**AVAILABLE DATA**
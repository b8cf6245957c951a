//! Request and report types exchanged with a CVS transport.

use chrono::{DateTime, Utc};
use cvsync_core::ExcludedRegion;
use serde::{Deserialize, Serialize};
use std::path::PathBuf;

/// Options shared by checkout and update.
#[derive(Debug, Clone, Default, PartialEq, Eq)]
pub struct CheckoutOptions {
    /// Compression level passed as `-z`.
    pub compression_level: Option<u8>,
    /// Remove empty directories (`-P`).
    pub prune_empty_directories: bool,
    /// Pass `-q` to cvs.
    pub quiet: bool,
    /// Fall back to HEAD for files lacking the revision (`-f`).
    pub head_fallback: bool,
}

/// A fresh checkout of one module.
#[derive(Debug, Clone, PartialEq, Eq)]
pub struct CheckoutRequest {
    /// Expanded CVSROOT.
    pub root: String,
    /// Remote module path.
    pub module: String,
    /// Tag or branch; `None` checks out HEAD.
    pub revision: Option<String>,
    /// Absolute directory receiving the module contents.
    pub destination: PathBuf,
    /// Paths to drop from disk and from the report.
    pub excluded_regions: Vec<ExcludedRegion>,
    /// Command options.
    pub options: CheckoutOptions,
}

/// An incremental update of an existing checkout.
#[derive(Debug, Clone, PartialEq, Eq)]
pub struct UpdateRequest {
    /// Expanded CVSROOT.
    pub root: String,
    /// Remote module path.
    pub module: String,
    /// Tag or branch; `None` resets sticky tags to HEAD (`-A`).
    pub revision: Option<String>,
    /// Existing checkout directory.
    pub working_dir: PathBuf,
    /// Paths to drop from disk and from the report.
    pub excluded_regions: Vec<ExcludedRegion>,
    /// Command options.
    pub options: CheckoutOptions,
}

/// What happened to a file during checkout or update.
#[derive(Debug, Clone, Copy, PartialEq, Eq, Hash, Serialize, Deserialize)]
#[serde(rename_all = "lowercase")]
pub enum FileAction {
    /// New or replaced from the repository (`U`).
    Updated,
    /// Patched in place (`P`).
    Patched,
    /// Scheduled for addition locally (`A`).
    Added,
    /// Scheduled for removal locally (`R`).
    Removed,
    /// Locally modified (`M`).
    Modified,
    /// Merge conflict (`C`).
    Conflict,
}

impl FileAction {
    /// Map a cvs status letter.
    #[must_use]
    pub const fn from_code(code: char) -> Option<Self> {
        match code {
            'U' => Some(Self::Updated),
            'P' => Some(Self::Patched),
            'A' => Some(Self::Added),
            'R' => Some(Self::Removed),
            'M' => Some(Self::Modified),
            'C' => Some(Self::Conflict),
            _ => None,
        }
    }
}

/// One file touched by a checkout or update.
#[derive(Debug, Clone, PartialEq, Eq, Hash, Serialize, Deserialize)]
pub struct FileChange {
    /// Path relative to the checkout directory.
    pub path: String,
    /// What happened.
    pub action: FileAction,
}

/// Result of a checkout or update.
#[derive(Debug, Clone, Default, PartialEq, Eq, Serialize, Deserialize)]
pub struct CheckoutReport {
    /// Files touched, excluded paths removed.
    pub changes: Vec<FileChange>,
    /// Some files were served from HEAD because they lack the revision.
    pub head_fallback_used: bool,
}

/// A history query for one module.
#[derive(Debug, Clone, PartialEq, Eq)]
pub struct HistoryQuery {
    /// Expanded CVSROOT.
    pub root: String,
    /// Remote module path.
    pub module: String,
    /// Branch to scope to; `None` scopes to the trunk.
    pub revision: Option<String>,
    /// Exclusive lower bound.
    pub since: DateTime<Utc>,
    /// Inclusive upper bound.
    pub until: DateTime<Utc>,
    /// Maximum number of entries; `None` is unbounded.
    pub limit: Option<u32>,
}

/// One file revision found by a history query.
#[derive(Debug, Clone, PartialEq, Eq, Serialize, Deserialize)]
pub struct HistoryEntry {
    /// Path relative to the module.
    pub path: String,
    /// Commit time.
    pub timestamp: DateTime<Utc>,
    /// File revision, e.g. `1.4`.
    pub revision: String,
    /// Committer.
    #[serde(default)]
    pub author: String,
    /// Commit message.
    #[serde(default)]
    pub message: String,
}

/// A tag or branch attached to one file.
#[derive(Debug, Clone, PartialEq, Eq, Hash, Serialize, Deserialize)]
pub struct SymbolicName {
    /// Path relative to the module.
    pub path: String,
    /// Tag or branch name.
    pub name: String,
    /// Revision the name points at.
    pub revision: String,
}

impl SymbolicName {
    /// Whether the name denotes a branch.
    ///
    /// Branch numbers carry a magic `0` in the second to last position
    /// (`1.2.0.4`) or have an odd number of components (vendor branches).
    #[must_use]
    pub fn is_branch(&self) -> bool {
        let parts: Vec<&str> = self.revision.split('.').collect();
        parts.len() % 2 == 1 || (parts.len() >= 4 && parts[parts.len() - 2] == "0")
    }
}

/// How much of a module a tag or branch covers.
#[derive(Debug, Clone, Copy, PartialEq, Eq)]
pub enum ReferenceCoverage {
    /// On every file that was live when the reference was applied.
    Full,
    /// On some of those files only.
    Partial,
    /// On no file.
    Missing,
}

#[cfg(test)]
mod tests {
    use super::*;
    use rstest::rstest;

    fn sym(path: &str, name: &str, revision: &str) -> SymbolicName {
        SymbolicName {
            path: path.into(),
            name: name.into(),
            revision: revision.into(),
        }
    }

    #[rstest]
    #[case("1.1", false)]
    #[case("1.2.0.4", true)]
    #[case("1.1.1", true)]
    #[case("1.2.2.1", false)]
    fn branch_numbers(#[case] revision: &str, #[case] branch: bool) {
        assert_eq!(sym("a", "n", revision).is_branch(), branch);
    }

    #[test]
    fn action_codes() {
        assert_eq!(FileAction::from_code('U'), Some(FileAction::Updated));
        assert_eq!(FileAction::from_code('?'), None);
    }
}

**WHAT IS EXPECTED**
The answer should consist of the lines from the first line of the entries through the line with "use std::path::PathBuf;", copied exactly.

**SOLUTION TO THE EXERCISE**
repository b8cf6245957c951a
//! Request and report types exchanged with a CVS transport.

use chrono::{DateTime, Utc};
use cvsync_core::ExcludedRegion;
use serde::{Deserialize, Serialize};
use std::path::PathBuf;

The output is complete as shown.